Setelah berkali-kali menghadapi riset dan pengembangan produk, lahirlah Roti Kukus Senadi yang dikenal warga Jatinangor. Diawali dengan sistem pengiriman dari satu kosan ke kosan lainnya dan memanfaatkan media sosial sebagai medium promosi mereka. Kini, roti kukus kesayangan warga Jatinangor sudah membuka lapak tetap di Jalan Sayang.
Rintangan yang Tidak Membuat Padam
Sebelum membuka lapak di Jalan Sayang, keramaian Roti Kukus Senadi muncul di Jalan Ciseke Besar pada sore hari. Gerobak sederhana milik Krisna dan Nadhira menjadi titik temu para pecinta cemilan manis. Roti Kukus yang laris setiap hari bisa menghabiskan 100 potong sebelum pukul sepuluh malam. Tapi di tengah keramaian itu, sebuah surat edaran dari pemerintah desa datang bagaikan kabut yang menutup kepulan asap putih dari kukusan.
“Kita nggak bisa ngapa-ngapain. Bukan orang sini, jadi gak mau cari ribut. Akhirnya kita cari-cari lapak lain,” kata Krisna.
Meski sebelumnya sudah mendapatkan izin dari pengurus lingkungan, kenyataan berkata lain. Tanpa adanya ruang untuk membela diri, mereka memilih langkah paling aman, yaitu mundur pelan-pelan. Bagi mereka, menjaga keberlangsungan usaha lebih penting daripada bertahan di tempat yang tidak pasti.
Tempat boleh berganti, tetapi semangatnya terus berkobar.
Roti yang dimasukkan ke dalam kukusan. (Foto: Abigail Ghaissani Prafesa)
Di Balik Senja Menjadi Pilihan
Pukul setengah enam sore hingga setengah tujuh malam itu merupakan waktu prima bagi Roti Senadi. Pada waktu tersebut, tidak hanya banyak mahasiswa yang berlalu lalang menempuh perjalanan kepulangan dari kampus, tetapi juga waktu bagi warga lain untuk menempuh perjalanan pulang dari tempat kerjanya. Aroma khas dari asap kukusan roti menjadi teman setia mereka di sore hari.

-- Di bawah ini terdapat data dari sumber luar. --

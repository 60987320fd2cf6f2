//! Centralized constants for default endpoints and request fingerprints.

/// Mobile-client profile endpoint (handle is passed as a query parameter).
pub(crate) const DEFAULT_BASE_MOBILE_API: &str =
    "https://i.instagram.com/api/v1/users/web_profile_info/";

/// Browser-flavored profile-info endpoint (handle as query parameter).
pub(crate) const DEFAULT_BASE_WEB_API: &str =
    "https://www.instagram.com/api/v1/users/web_profile_info/";

/// Profile page base; the legacy JSON endpoint and the HTML fallback both
/// hang off this, and the per-handle referer is derived from it.
pub(crate) const DEFAULT_BASE_PROFILE: &str = "https://www.instagram.com/";

/// Public recommendation endpoint used to refresh the SOCKS5 pool.
pub(crate) const DEFAULT_LISTING_URL: &str = "https://api.nordvpn.com/v1/servers/recommendations";

/// Web application identifier attached as `X-IG-App-ID` on browser requests.
pub(crate) const DEFAULT_APP_ID: &str = "936619743392459";

/// Application identifier the native mobile client sends.
pub(crate) const MOBILE_APP_ID: &str = "567067343352427";

/// Fixed device fingerprint for the mobile-API strategy.
pub(crate) const MOBILE_USER_AGENT: &str = "Instagram 219.0.0.12.117 Android (26/8.0.0; 640dpi; 1440x2560; \
     Google; Pixel 3 XL; Crosshatch; qcom; en_US; 123456789)";

/// Desktop UA catalog rotated per browser-flavored request.
pub(crate) const USER_AGENTS: [&str; 10] = [
    "Mozilla/5.0 (Windows NT 10.0; Win64; x64) AppleWebKit/537.36 (KHTML, like Gecko) Chrome/124.0.0.0 Safari/537.36",
    "Mozilla/5.0 (Macintosh; Intel Mac OS X 13_6_1) AppleWebKit/605.1.15 (KHTML, like Gecko) Version/17.4.1 Safari/605.1.15",
    "Mozilla/5.0 (Windows NT 10.0; Win64; x64; rv:125.0) Gecko/20100101 Firefox/125.0",
    "Mozilla/5.0 (Macintosh; Intel Mac OS X 14_2) AppleWebKit/537.36 (KHTML, like Gecko) Chrome/123.0.6312.86 Safari/537.36",
    "Mozilla/5.0 (X11; Linux x86_64) AppleWebKit/537.36 (KHTML, like Gecko) Chrome/124.0.0.0 Safari/537.36",
    "Mozilla/5.0 (Windows NT 10.0; Win64; x64) AppleWebKit/537.36 (KHTML, like Gecko) Edg/123.0.2420.65 Safari/537.36",
    "Mozilla/5.0 (Macintosh; Intel Mac OS X 14_1_2) AppleWebKit/605.1.15 (KHTML, like Gecko) Version/17.2.1 Safari/605.1.15",
    "Mozilla/5.0 (Windows NT 10.0; Win64; x64) AppleWebKit/537.36 (KHTML, like Gecko) Chrome/123.0.6312.122 Safari/537.36",
    "Mozilla/5.0 (X11; Linux x86_64; rv:125.0) Gecko/20100101 Firefox/125.0",
    "Mozilla/5.0 (Macintosh; Intel Mac OS X 13_5) AppleWebKit/537.36 (KHTML, like Gecko) Chrome/122.0.6261.128 Safari/537.36",
];

/// Brand hints paired with the UA rotation.
pub(crate) const SEC_CH_UA: [&str; 3] = [
    r#""Chromium";v="124", "Google Chrome";v="124", "Not-A.Brand";v="99""#,
    r#""Chromium";v="122", "Microsoft Edge";v="122", "Not=A?Brand";v="99""#,
    r#""Google Chrome";v="123", "Chromium";v="123", "Not.A/Brand";v="8""#,
];

pub(crate) const SEC_CH_UA_PLATFORMS: [&str; 3] = [r#""Windows""#, r#""macOS""#, r#""Linux""#];

/// Chrome build numbers used for the web-API strategy's UA.
pub(crate) const CHROME_BUILDS: [&str; 3] = ["124.0.6367.118", "123.0.6312.124", "122.0.6261.128"];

Tidak hanya itu, Krisna dan Nadhira harus menempuh waktu produksi selama lima jam. Setiap pagi, keduanya membuat roti kukus sejak pukul tujuh, dan baru selesai sepenuhnya hampir delapan jam kemudian. Semua dilakukan berdua, dari menakar tepung dan ragi, hingga mengembang dengan sempurna dan adonan masuk ke kukusan, menghasilkan roti yang lembut dan harum. Tapi proses pembuatan roti tidak sampai situ saja. Roti harus didinginkan terlebih dahulu selama dua jam sebelum dipotong dan ditata rapi untuk dijual.
“Awalnya seru, tapi makin hari pinggang mulai protes juga” canda Krisna sambil terkekeh.
Meskipun lelah, mereka menikmati setiap detik pada prosesnya. Dari dapur kecil itulah roti-roti pembawa kehangatan yang dinikmati banyak orang setiap sore.
Proses mengoles topping pada roti kukus. (Foto: Abigail Ghaissani Prafesa)
Roti Kukus, Rasa yang Konsisten
“Topping-nya gak pelit, homemade, dan mereka dengerin banget masukan pembeli. Harga segitu harusnya lebih mahal,” ujar Hasna, pembeli langganan sejak 2024.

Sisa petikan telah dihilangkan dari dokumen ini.